Task data: Begin

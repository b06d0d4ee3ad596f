// crates/bowtie-report-core/src/runtime/mod.rs
// ============================================================================
// Module: Bowtie Report Runtime
// Description: Ingestion, aggregation, badge, and filter operations.
// Purpose: Provide the pure transformations from record stream to views.
// Dependencies: crate::core
// ============================================================================

//! ## Overview
//! Runtime components run leaf-first: the [`parser`] decodes records, the
//! [`builder`] folds them into a [`crate::core::Report`], and the
//! [`aggregate`], [`badges`], and [`filter`] modules read the finished report.
//! All operations are synchronous and I/O-free.

// ============================================================================
// SECTION: Submodules
// ============================================================================

pub mod aggregate;
pub mod badges;
pub mod builder;
pub mod filter;
pub mod ingest;
pub mod parser;

// ============================================================================
// SECTION: Re-Exports
// ============================================================================

pub use aggregate::CaseMatrix;
pub use aggregate::ImplementationStats;
pub use aggregate::ImplementationSummary;
pub use aggregate::MatrixRow;
pub use aggregate::case_results;
pub use aggregate::full_matrix;
pub use aggregate::matrix;
pub use aggregate::stats_for;
pub use aggregate::summarize;
pub use aggregate::summarize_selected;
pub use badges::Badge;
pub use badges::BadgeError;
pub use badges::BadgeSite;
pub use badges::EmbedFormat;
pub use badges::available_badges;
pub use badges::compliance_badge;
pub use badges::compliance_badge_for;
pub use badges::compliance_badges;
pub use badges::versions_badge_for;
pub use builder::BuildError;
pub use builder::ReportBuilder;
pub use filter::ReportFilter;
pub use filter::Segment;
pub use filter::highlight;
pub use filter::report_languages;
pub use ingest::IngestOutcome;
pub use ingest::ingest_lines;
pub use ingest::ingest_str;
pub use parser::MalformedReason;
pub use parser::MalformedRecord;
pub use parser::ParserLimits;
pub use parser::RecordParser;
pub use parser::decode_record;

Task data: End

Brief:
Every entry must be given again exactly as it reads.

Exercise output:
repository b06d0d4ee3ad596f
// crates/bowtie-report-core/src/runtime/mod.rs
// ============================================================================
// Module: Bowtie Report Runtime
// Description: Ingestion, aggregation, badge, and filter operations.
// Purpose: Provide the pure transformations from record stream to views.
// Dependencies: crate::core
// ============================================================================

//! ## Overview
//! Runtime components run leaf-first: the [`parser`] decodes records, the
//! [`builder`] folds them into a [`crate::core::Report`], and the
//! [`aggregate`], [`badges`], and [`filter`] modules read the finished report.
//! All operations are synchronous and I/O-free.

// ============================================================================
// SECTION: Submodules
// ============================================================================

pub mod aggregate;
pub mod badges;
pub mod builder;
pub mod filter;
pub mod ingest;
pub mod parser;

// ============================================================================
// SECTION: Re-Exports
// ============================================================================

pub use aggregate::CaseMatrix;
pub use aggregate::ImplementationStats;
pub use aggregate::ImplementationSummary;
pub use aggregate::MatrixRow;
pub use aggregate::case_results;
pub use aggregate::full_matrix;
pub use aggregate::matrix;
pub use aggregate::stats_for;
pub use aggregate::summarize;
pub use aggregate::summarize_selected;
pub use badges::Badge;
pub use badges::BadgeError;
pub use badges::BadgeSite;
pub use badges::EmbedFormat;
pub use badges::available_badges;
pub use badges::compliance_badge;
pub use badges::compliance_badge_for;
pub use badges::compliance_badges;
pub use badges::versions_badge_for;
pub use builder::BuildError;
pub use builder::ReportBuilder;
pub use filter::ReportFilter;
pub use filter::Segment;
pub use filter::highlight;
pub use filter::report_languages;
pub use ingest::IngestOutcome;
pub use ingest::ingest_lines;
pub use ingest::ingest_str;
pub use parser::MalformedReason;
pub use parser::MalformedRecord;
pub use parser::ParserLimits;
pub use parser::RecordParser;
pub use parser::decode_record;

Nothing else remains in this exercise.